Universal Nanofluidic Chip (NFC) systems

Background

Advances in electron microscopy resolution have enabled gaining insight into reaction dynamics at an atomic level for solid samples.  Extending this capability to in-situ imaging of liquid systems would further enable discovering the full range of atomic motions and behaviors in such areas as protein folding, nucleation growth and self assembly. 

Commercially available Nanofluidic Chip (NFC) systems for in-situ liquid  imaging are  generally comprised of two Silicon wafer based nanofabricated chips with transparent windows separated by a thin spacer (typically in the order of a few hundreds of nm). However, even a tiny droplet of 0.1 uL overflow of the windows spacer increases the effective electron beam path in a non-reproducible manner.

The main problem with current NFC systems is the inability to accurately and precisely control of the final liquid layer thickness and the positioning of the liquid sample (droplet).

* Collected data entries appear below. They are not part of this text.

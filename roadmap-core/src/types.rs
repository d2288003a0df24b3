//! Domain types for the roadmap manifest.
//!
//! The manifest is the single source of truth; every README section and every
//! remote description is derived from these types. Unknown JSON fields are kept
//! in the `extra` maps so a load/save cycle never drops data written by a newer
//! version of the tool.

use std::collections::BTreeMap;
use std::fmt;

use chrono::NaiveDate;
use serde::de::{MapAccess, Visitor};
use serde::ser::SerializeMap;
use serde::{Deserialize, Deserializer, Serialize, Serializer};
use serde_json::Value;

// ---------------------------------------------------------------------------
// Newtypes
// ---------------------------------------------------------------------------

/// A strongly-typed project identifier (unique across the manifest).
#[derive(Debug, Clone, PartialEq, Eq, Hash, PartialOrd, Ord, Serialize, Deserialize)]
pub struct ProjectId(pub String);

impl fmt::Display for ProjectId {
    fn fmt(&self, f: &mut fmt::Formatter<'_>) -> fmt::Result {
        self.0.fmt(f)
    }
}

impl From<String> for ProjectId {
    fn from(s: String) -> Self {
        Self(s)
    }
}

impl From<&str> for ProjectId {
    fn from(s: &str) -> Self {
        Self(s.to_owned())
    }
}

/// Reference to a hosted repository in `owner/repo` form.
///
/// The raw string is kept as written so the validator can report malformed
/// references instead of the loader rejecting them.
#[derive(Debug, Clone, PartialEq, Eq, Hash, Serialize, Deserialize)]
pub struct RepoRef(pub String);

impl RepoRef {
    /// Split into `(owner, repo)` if the reference is well formed.
    ///
    /// Both segments must be non-empty, use only ASCII alphanumerics, `-`,
    /// `_` or `.`, and the owner may not start with `-`. `.` and `..` are
    /// rejected as repository names.
    pub fn parts(&self) -> Option<(&str, &str)> {
        let (owner, name) = self.0.split_once('/')?;
        if owner.is_empty() || name.is_empty() || name.contains('/') {
            return None;
        }
        let valid = |s: &str| {
            s.chars()
                .all(|c| c.is_ascii_alphanumeric() || matches!(c, '-' | '_' | '.'))
        };
        if !valid(owner) || !valid(name) || owner.starts_with('-') {
            return None;
        }
        if name == "." || name == ".." {
            return None;
        }
        Some((owner, name))
    }

    pub fn is_well_formed(&self) -> bool {
        self.parts().is_some()
    }
}

impl fmt::Display for RepoRef {
    fn fmt(&self, f: &mut fmt::Formatter<'_>) -> fmt::Result {
        self.0.fmt(f)
    }
}

impl From<&str> for RepoRef {
    fn from(s: &str) -> Self {
        Self(s.to_owned())
    }
}

// ---------------------------------------------------------------------------
// Enums
// ---------------------------------------------------------------------------

/// Lifecycle status of a project. No transition rules are enforced.
///
/// Values outside the known vocabulary survive as [`ProjectStatus::Unrecognized`]
/// so that rendering can fail loudly instead of printing a blank cell.
#[derive(Debug, Clone, PartialEq, Eq, Hash, Default, Serialize, Deserialize)]
#[serde(from = "String", into = "String")]
pub enum ProjectStatus {
    #[default]
    Planned,
    Scaffolded,
    Active,
    Done,
    Unrecognized(String),
}

impl ProjectStatus {
    pub fn as_str(&self) -> &str {
        match self {
            ProjectStatus::Planned => "planned",
            ProjectStatus::Scaffolded => "scaffolded",
            ProjectStatus::Active => "active",
            ProjectStatus::Done => "done",
            ProjectStatus::Unrecognized(raw) => raw,
        }
    }
}

impl From<String> for ProjectStatus {
    fn from(s: String) -> Self {
        match s.as_str() {
            "planned" => ProjectStatus::Planned,
            "scaffolded" => ProjectStatus::Scaffolded,
            "active" => ProjectStatus::Active,
            "done" => ProjectStatus::Done,
            _ => ProjectStatus::Unrecognized(s),
        }
    }
}

impl From<ProjectStatus> for String {
    fn from(s: ProjectStatus) -> Self {
        match s {
            ProjectStatus::Unrecognized(raw) => raw,
            other => other.as_str().to_owned(),
        }
    }
}

impl fmt::Display for ProjectStatus {
    fn fmt(&self, f: &mut fmt::Formatter<'_>) -> fmt::Result {
        f.write_str(self.as_str())
    }
}

/// Completion status of a milestone.
#[derive(Debug, Clone, PartialEq, Eq, Hash, Default, Serialize, Deserialize)]
#[serde(from = "String", into = "String")]
pub enum MilestoneStatus {
    Done,
    InProgress,
    #[default]
    Planned,
    Unrecognized(String),
}

impl MilestoneStatus {
    pub fn as_str(&self) -> &str {
        match self {
            MilestoneStatus::Done => "done",
            MilestoneStatus::InProgress => "in-progress",
            MilestoneStatus::Planned => "planned",
            MilestoneStatus::Unrecognized(raw) => raw,
        }
    }

    pub fn is_done(&self) -> bool {
        matches!(self, MilestoneStatus::Done)
    }
}

impl From<String> for MilestoneStatus {
    fn from(s: String) -> Self {
        match s.as_str() {
            "done" => MilestoneStatus::Done,
            "in-progress" => MilestoneStatus::InProgress,
            "planned" => MilestoneStatus::Planned,
            _ => MilestoneStatus::Unrecognized(s),
        }
    }
}

impl From<MilestoneStatus> for String {
    fn from(s: MilestoneStatus) -> Self {
        match s {
            MilestoneStatus::Unrecognized(raw) => raw,
            other => other.as_str().to_owned(),
        }
    }
}

impl fmt::Display for MilestoneStatus {
    fn fmt(&self, f: &mut fmt::Formatter<'_>) -> fmt::Result {
        f.write_str(self.as_str())
    }
}

// ---------------------------------------------------------------------------
// Progress summary
// ---------------------------------------------------------------------------

/// Ordered mapping from category label to a completion percentage.
///
/// Serialized as a JSON object; entry order is the author's order and drives
/// badge order, so it is kept as written rather than sorted.
#[derive(Debug, Clone, PartialEq, Default)]
pub struct ProgressSummary {
    entries: Vec<(String, f64)>,
}

impl ProgressSummary {
    pub fn new() -> Self {
        Self::default()
    }

    pub fn get(&self, category: &str) -> Option<f64> {
        self.entries
            .iter()
            .find(|(label, _)| label == category)
            .map(|(_, pct)| *pct)
    }

    /// Insert or overwrite an entry. New labels are appended.
    pub fn set(&mut self, category: impl Into<String>, percent: f64) {
        let category = category.into();
        match self.entries.iter_mut().find(|(label, _)| *label == category) {
            Some(entry) => entry.1 = percent,
            None => self.entries.push((category, percent)),
        }
    }

    pub fn contains(&self, category: &str) -> bool {
        self.entries.iter().any(|(label, _)| label == category)
    }

    pub fn iter(&self) -> impl Iterator<Item = (&str, f64)> {
        self.entries.iter().map(|(label, pct)| (label.as_str(), *pct))
    }

    pub fn len(&self) -> usize {
        self.entries.len()
    }

    pub fn is_empty(&self) -> bool {
        self.entries.is_empty()
    }
}

impl FromIterator<(String, f64)> for ProgressSummary {
    fn from_iter<I: IntoIterator<Item = (String, f64)>>(iter: I) -> Self {
        let mut summary = ProgressSummary::new();
        for (label, pct) in iter {
            summary.set(label, pct);
        }
        summary
    }
}

impl Serialize for ProgressSummary {
    fn serialize<S: Serializer>(&self, serializer: S) -> Result<S::Ok, S::Error> {
        let mut map = serializer.serialize_map(Some(self.entries.len()))?;
        for (label, pct) in &self.entries {
            // Whole percentages are written as integers to match hand-edited files.
            if pct.is_finite() && pct.fract() == 0.0 && pct.abs() < 1e15 {
                map.serialize_entry(label, &(*pct as i64))?;
            } else {
                map.serialize_entry(label, pct)?;
            }
        }
        map.end()
    }
}

impl<'de> Deserialize<'de> for ProgressSummary {
    fn deserialize<D: Deserializer<'de>>(deserializer: D) -> Result<Self, D::Error> {
        struct SummaryVisitor;

        impl<'de> Visitor<'de> for SummaryVisitor {
            type Value = ProgressSummary;

            fn expecting(&self, f: &mut fmt::Formatter<'_>) -> fmt::Result {
                f.write_str("a map of category label to percentage")
            }

            fn visit_map<A: MapAccess<'de>>(self, mut access: A) -> Result<Self::Value, A::Error> {
                let mut summary = ProgressSummary::new();
                while let Some((label, pct)) = access.next_entry::<String, f64>()? {
                    summary.set(label, pct);
                }
                Ok(summary)
            }
        }

        deserializer.deserialize_map(SummaryVisitor)
    }
}

// ---------------------------------------------------------------------------
// Domain structs
// ---------------------------------------------------------------------------

/// One external project repository tracked by the manifest.
#[derive(Debug, Clone, PartialEq, Serialize, Deserialize)]
pub struct ProjectRecord {
    pub id: ProjectId,
    /// Human-readable display name.
    pub name: String,
    /// Short description; also published as the remote repository description.
    #[serde(default)]
    pub description: String,
    #[serde(default, skip_serializing_if = "Option::is_none")]
    pub category: Option<String>,
    #[serde(default)]
    pub topics: Vec<String>,
    #[serde(default)]
    pub status: ProjectStatus,
    #[serde(default, skip_serializing_if = "Option::is_none")]
    pub target: Option<NaiveDate>,
    #[serde(default, skip_serializing_if = "Option::is_none")]
    pub repo: Option<RepoRef>,
    #[serde(flatten)]
    pub extra: BTreeMap<String, Value>,
}

/// A dated goal inside a category. May optionally belong to one project.
#[derive(Debug, Clone, PartialEq, Serialize, Deserialize)]
pub struct Milestone {
    #[serde(default, skip_serializing_if = "Option::is_none")]
    pub id: Option<String>,
    pub title: String,
    pub category: String,
    #[serde(default, skip_serializing_if = "Option::is_none")]
    pub project: Option<ProjectId>,
    #[serde(default, skip_serializing_if = "Option::is_none")]
    pub due: Option<NaiveDate>,
    #[serde(default)]
    pub status: MilestoneStatus,
    #[serde(flatten)]
    pub extra: BTreeMap<String, Value>,
}

/// Aggregate root persisted as `manifest.json`.
#[derive(Debug, Clone, PartialEq, Serialize, Deserialize)]
pub struct Manifest {
    /// Last-updated date.
    pub updated: NaiveDate,
    pub projects: Vec<ProjectRecord>,
    pub milestones: Vec<Milestone>,
    pub progress: ProgressSummary,
    /// Categories registered explicitly, in addition to those used by projects
    /// and progress entries.
    #[serde(default, skip_serializing_if = "Vec::is_empty")]
    pub categories: Vec<String>,
    #[serde(flatten)]
    pub extra: BTreeMap<String, Value>,
}

impl Manifest {
    pub fn project(&self, id: &ProjectId) -> Option<&ProjectRecord> {
        self.projects.iter().find(|p| &p.id == id)
    }

    /// Milestones owned by `id`, in stored order.
    pub fn milestones_for<'a>(&'a self, id: &'a ProjectId) -> impl Iterator<Item = &'a Milestone> {
        self.milestones
            .iter()
            .filter(move |m| m.project.as_ref() == Some(id))
    }

    /// Distinct milestone categories in first-appearance order.
    pub fn milestone_categories(&self) -> Vec<&str> {
        let mut seen: Vec<&str> = Vec::new();
        for m in &self.milestones {
            if !seen.contains(&m.category.as_str()) {
                seen.push(&m.category);
            }
        }
        seen
    }
}

// ---------------------------------------------------------------------------
// Tests
// ---------------------------------------------------------------------------

#[cfg(test)]
mod tests {
    use super::*;

    #[test]
    fn newtype_display() {
        assert_eq!(ProjectId::from("ml-foundations").to_string(), "ml-foundations");
        assert_eq!(RepoRef::from("octo/app").to_string(), "octo/app");
    }

    #[test]
    fn repo_ref_shape() {
        assert_eq!(RepoRef::from("Krispy145/secure-ai-api").parts(), Some(("Krispy145", "secure-ai-api")));
        assert!(RepoRef::from("owner/repo.rs").is_well_formed());
        assert!(!RepoRef::from("no-slash").is_well_formed());
        assert!(!RepoRef::from("a/b/c").is_well_formed());
        assert!(!RepoRef::from("/repo").is_well_formed());
        assert!(!RepoRef::from("owner/").is_well_formed());
        assert!(!RepoRef::from("-owner/repo").is_well_formed());
        assert!(!RepoRef::from("owner/..").is_well_formed());
        assert!(!RepoRef::from("https://github.com/owner/repo").is_well_formed());
        assert!(!RepoRef::from("own er/repo").is_well_formed());
    }

    #[test]
    fn status_vocabulary_roundtrip() {
        for raw in ["planned", "scaffolded", "active", "done"] {
            let status = ProjectStatus::from(raw.to_string());
            assert!(!matches!(status, ProjectStatus::Unrecognized(_)));
            assert_eq!(String::from(status), raw);
        }
        let odd = ProjectStatus::from("archived".to_string());
        assert_eq!(odd, ProjectStatus::Unrecognized("archived".to_string()));
        assert_eq!(odd.to_string(), "archived");

        assert_eq!(
            MilestoneStatus::from("in-progress".to_string()),
            MilestoneStatus::InProgress
        );
        assert!(MilestoneStatus::Done.is_done());
    }

    #[test]
    fn progress_summary_keeps_author_order() {
        let json = r#"{"Learning": 40, "Backend": 12.5, "Flutter": 0}"#;
        let summary: ProgressSummary = serde_json::from_str(json).expect("parse");
        let labels: Vec<&str> = summary.iter().map(|(l, _)| l).collect();
        assert_eq!(labels, ["Learning", "Backend", "Flutter"]);
        assert_eq!(summary.get("Backend"), Some(12.5));

        let out = serde_json::to_string(&summary).expect("serialize");
        assert_eq!(out, r#"{"Learning":40,"Backend":12.5,"Flutter":0}"#);
    }

    #[test]
    fn progress_summary_set_overwrites_in_place() {
        let mut summary = ProgressSummary::new();
        summary.set("A", 10.0);
        summary.set("B", 20.0);
        summary.set("A", 30.0);
        let entries: Vec<_> = summary.iter().collect();
        assert_eq!(entries, [("A", 30.0), ("B", 20.0)]);
    }

    #[test]
    fn unknown_project_fields_are_preserved() {
        let json = r#"{
            "id": "flutter-iam",
            "name": "Flutter IAM",
            "status": "active",
            "cover_url": "images/flutter-iam/cover.webp"
        }"#;
        let record: ProjectRecord = serde_json::from_str(json).expect("parse");
        assert_eq!(
            record.extra.get("cover_url"),
            Some(&Value::String("images/flutter-iam/cover.webp".into()))
        );
        let back = serde_json::to_value(&record).expect("serialize");
        assert_eq!(back["cover_url"], "images/flutter-iam/cover.webp");
        assert_eq!(back["status"], "active");
    }
}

Description of the invention

A new universal NFC and loading station system have been developed that avoids this problem entirely by providing a reservoir area (or overflow catch basin) to capture the excess fluid and drain it away from the spacer thereby leaving the viewing area unaffected.

Advantages

University of Waterloo (UW) NFCs allow for the excess of liquid to spill over into an adjacent reservoir, without reaching the spacer area. In addition, the special shape of the chips enables the liquid droplet to self-position in the viewing area and pre-concentrate at desired level before sealing. This NFC is loaded in a specially designed loading station for minimal to no window bulging to enable control of the effective electron beam path or liquid layer thickness, and therefore better resolution images of drop-casted specimens over large viewing areas. Moreover, this NFC have been fabricated to fit in most commonly used sample holders.

Potential applications

Our innovative new universal NFC system will enable:

• In-liquid electron microscopy imaging of nanomaterials and biospecimens.
• Observation of dynamical processes such as chemical reactions, self-assembly processes, etc. with sub-nanometer resolution.
• Electron microscopy studies of pre-fixed specimens onto the inner surface of the window such as cells, viruses, nanoparticles and more.
• Electron tomography studies of in-liquid specimens.